The four GAO reports covered self-referred services in the areas of advanced imaging, radiation therapy, anatomic pathology and physical therapy. In their commentary, Eli Adashi, MD, of the Warrant Alpert Medical School at Brown University, and Robert P. Kocher, MD, of the Schaeffer Center for Health Policy and Economics at the University of Southern California, Los Angeles, pointed out the when it came to advanced imaging the GAO audit found that the growth rate for self-referred services grew faster than non-self-referred services by a rate of 7:1 for MRI and 3.5:1 for CT.
“Observations on self-referrals of intensity-modulated radiation therapy (IMRT) services for the treatment of prostate cancer were particularly disconcerting,” the authors added. The utilization of self-referred IMRT services increased by as much as 356% during a period when the utilization of the non–self-referred IMRT services decreased by 5%.
All told, the four reports show that the excess number of self-referred services in the subject areas increased Medicare Part B expenditures by $300 million.

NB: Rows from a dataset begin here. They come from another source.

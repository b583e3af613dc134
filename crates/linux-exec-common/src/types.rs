//! Image identity and reference types.
//!
//! An image tag is a pure function of the literal package string: two
//! configurations share an image exactly when their package strings are
//! byte-for-byte equal.

use std::fmt;

use serde::{Deserialize, Serialize};
use sha2::{Digest, Sha256};

/// Content-derived tag identifying the image built for a package set.
#[derive(Debug, Clone, PartialEq, Eq, Hash, Serialize, Deserialize)]
pub struct ImageTag(String);

impl ImageTag {
    /// Derives the tag for a package string.
    ///
    /// SHA-256 over the UTF-8 bytes, rendered as lowercase hex. The string is
    /// hashed as given, so `"git vim"` and `"vim git"` are distinct images.
    #[must_use]
    pub fn for_packages(packages: &str) -> Self {
        let digest = Sha256::digest(packages.as_bytes());
        Self(digest.iter().map(|byte| format!("{byte:02x}")).collect())
    }

    /// Returns the hex-encoded tag.
    #[must_use]
    pub fn as_str(&self) -> &str {
        &self.0
    }
}

impl fmt::Display for ImageTag {
    fn fmt(&self, f: &mut fmt::Formatter<'_>) -> fmt::Result {
        f.write_str(&self.0)
    }
}

/// Fully qualified `repository:tag` reference to an engine image.
#[derive(Debug, Clone, PartialEq, Eq, Hash, Serialize, Deserialize)]
pub struct ImageRef {
    /// Repository namespace.
    pub repository: String,
    /// Content-derived tag.
    pub tag: ImageTag,
}

impl ImageRef {
    /// Creates a reference from its parts.
    #[must_use]
    pub fn new(repository: impl Into<String>, tag: ImageTag) -> Self {
        Self {
            repository: repository.into(),
            tag,
        }
    }

    /// Returns whether an engine listing entry names this image.
    ///
    /// The entry must equal `repository:tag` exactly. Repositories may
    /// themselves contain `:` (a registry port), so the entry is not split.
    #[must_use]
    pub fn matches(&self, listed: &str) -> bool {
        listed
            .trim()
            .strip_suffix(self.tag.as_str())
            .and_then(|rest| rest.strip_suffix(':'))
            == Some(self.repository.as_str())
    }
}

impl fmt::Display for ImageRef {
    fn fmt(&self, f: &mut fmt::Formatter<'_>) -> fmt::Result {
        write!(f, "{}:{}", self.repository, self.tag)
    }
}
//! Engine backend that shells out to a Docker-compatible CLI.

use std::io::Write;
use std::process::{Command, ExitStatus, Stdio};

use super::{EngineBackend, EngineInput, EngineOutput};

/// Backend invoking an engine executable such as `docker` or `podman`.
#[derive(Debug, Clone)]
pub struct CliEngine {
    program: String,
}

impl CliEngine {
    /// Creates a backend for the given executable name or path.
    #[must_use]
    pub fn new(program: impl Into<String>) -> Self {
        Self {
            program: program.into(),
        }
    }
}

impl EngineBackend for CliEngine {
    fn program(&self) -> &str {
        &self.program
    }

    fn is_available(&self) -> bool {
        which::which(&self.program).is_ok()
    }

    fn capture(&self, args: &[String]) -> std::io::Result<EngineOutput> {
        tracing::debug!(engine = %self.program, ?args, "querying engine");
        let output = Command::new(&self.program)
            .args(args)
            .stdin(Stdio::null())
            .output()?;
        Ok(EngineOutput {
            exit_code: exit_code(output.status),
            stdout: String::from_utf8_lossy(&output.stdout).into_owned(),
            stderr: String::from_utf8_lossy(&output.stderr).into_owned(),
        })
    }

    fn execute(&self, args: &[String], input: &EngineInput) -> std::io::Result<i32> {
        tracing::debug!(engine = %self.program, ?args, "executing engine");
        let mut command = Command::new(&self.program);
        let _ = command.args(args);

        match input {
            EngineInput::Inherit => {
                let status = command.stdin(Stdio::inherit()).status()?;
                Ok(exit_code(status))
            }
            EngineInput::Bytes(bytes) => {
                let mut child = command.stdin(Stdio::piped()).spawn()?;
                if let Some(mut stdin) = child.stdin.take() {
                    match stdin.write_all(bytes) {
                        // The child may exit without draining its input.
                        Err(e) if e.kind() == std::io::ErrorKind::BrokenPipe => {
                            tracing::debug!("engine closed stdin early");
                        }
                        other => other?,
                    }
                }
                Ok(exit_code(child.wait()?))
            }
        }
    }
}

/// Maps an exit status to a shell-style code (`128 + signal` when killed).
fn exit_code(status: ExitStatus) -> i32 {
    if let Some(code) = status.code() {
        return code;
    }
    #[cfg(unix)]
    {
        use std::os::unix::process::ExitStatusExt;
        if let Some(signal) = status.signal() {
            return 128 + signal;
        }
    }
    1
}
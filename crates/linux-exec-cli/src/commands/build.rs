//! `linux-exec` with no arguments: build the image.

use std::process::ExitCode;

use linux_exec_common::config::Config;
use linux_exec_runtime::backend::EngineBackend;
use linux_exec_runtime::registry::ImageRegistry;

/// Builds the configured image unconditionally.
///
/// The engine's layer cache makes rebuilding an existing image cheap.
///
/// # Errors
///
/// Returns an error if the build fails.
pub fn execute(engine: &impl EngineBackend, config: &Config) -> anyhow::Result<ExitCode> {
    tracing::info!(image = %config.image_ref(), "build-only invocation");
    ImageRegistry::new(engine, config).build_image()?;
    Ok(ExitCode::SUCCESS)
}
//! Argument parsing for direct (non-symlink) invocations.
//!
//! Symlink invocations never reach this parser: every argument belongs to
//! the in-container command.

use clap::Parser;

/// linux-exec — run commands in a disposable container built from
/// `LE_PACKAGES`.
///
/// Without a command, (re)builds the image.
#[derive(Parser, Debug)]
#[command(name = "linux-exec", version, about, long_about = None)]
pub struct Cli {
    /// Print the synthesized build script and exit.
    #[arg(long, conflicts_with = "print_config")]
    pub print_dockerfile: bool,

    /// Print the resolved configuration as JSON and exit.
    #[arg(long)]
    pub print_config: bool,

    /// Command to run inside the container, followed by its arguments.
    #[arg(trailing_var_arg = true, value_name = "COMMAND")]
    pub command: Vec<String>,
}
//! Handlers for each dispatched action.

pub mod build;
pub mod inspect;
pub mod run;

use std::process::ExitCode;

use linux_exec_common::config::Config;
use linux_exec_runtime::backend::CliEngine;

use crate::dispatch::Dispatch;

/// Executes a dispatched action against the configured engine.
///
/// # Errors
///
/// Returns an error if the engine query, build, or container start fails.
pub fn execute(dispatch: Dispatch, config: &Config) -> anyhow::Result<ExitCode> {
    let engine = CliEngine::new(config.engine_command());
    match dispatch {
        Dispatch::Build => build::execute(&engine, config),
        Dispatch::Run { command, args } => run::execute(&engine, config, &command, &args),
        Dispatch::PrintDockerfile => inspect::print_dockerfile(config),
        Dispatch::PrintConfig => inspect::print_config(config),
    }
}

/// Maps a container exit code onto this process's exit status.
pub fn exit_code(code: i32) -> ExitCode {
    ExitCode::from(status_byte(code))
}

/// Truncates an exit code to its low byte, as a shell reports it.
fn status_byte(code: i32) -> u8 {
    u8::try_from(code & 0xff).unwrap_or(1)
}
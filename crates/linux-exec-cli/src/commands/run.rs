//! Run a command in a disposable container.

use std::process::ExitCode;

use linux_exec_common::config::Config;
use linux_exec_runtime::backend::EngineBackend;
use linux_exec_runtime::runner::CommandRunner;
use linux_exec_runtime::stdin::StdinMode;

/// Runs `command` with `args`, returning the container's exit status.
///
/// Non-terminal stdin is read completely once the image is present and
/// before the container starts.
///
/// # Errors
///
/// Returns an error if stdin cannot be read, the image cannot be ensured,
/// or the container cannot be started.
pub fn execute(
    engine: &impl EngineBackend,
    config: &Config,
    command: &str,
    args: &[String],
) -> anyhow::Result<ExitCode> {
    let code = CommandRunner::new(engine, config).run(command, args, StdinMode::detect)?;
    Ok(super::exit_code(code))
}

“Characterized as potentially unnecessary and occasionally harmful, physician self-referral has been repeatedly shown to increase the use of the services offered and the related attendant overall costs,” the authors wrote. “It is this latter reality that has thrust physician self-referral into the national health care debate in which ‘bending the cost curve’ remains an overriding imperative.”
The authors went on to note that while the Stark provisions were intended to prohibit physicians from referring certain services payable by Medicare or Medicaid to entities with which they have financial relationships, those provisions have been undercut by the promulgation of a number of exceptions, such as the In-Office Ancillary Service exception.
While the possibility of payment model revisions—such as the move from a fee-for volume environment to one embracing fee-for-value alternatives like accountable care organizations—should help address the physician self-referral problem, Adashi and Kocher believe that “the enormity of the transformation required suggests that this approach is unlikely to yield near-term relief for the self-referral challenge.”
Consequently, it appears that “meaningful and timely redress of physician self-referrals will require regulatory or legislative relief.” The authors wrote, concluding that Congress “should address the relative shortcomings of the well-meaning if ineffective Stark provisions and enact simpler enforceable ordinances in its stead. Failure to do so would constitute a costly opportunity missed.”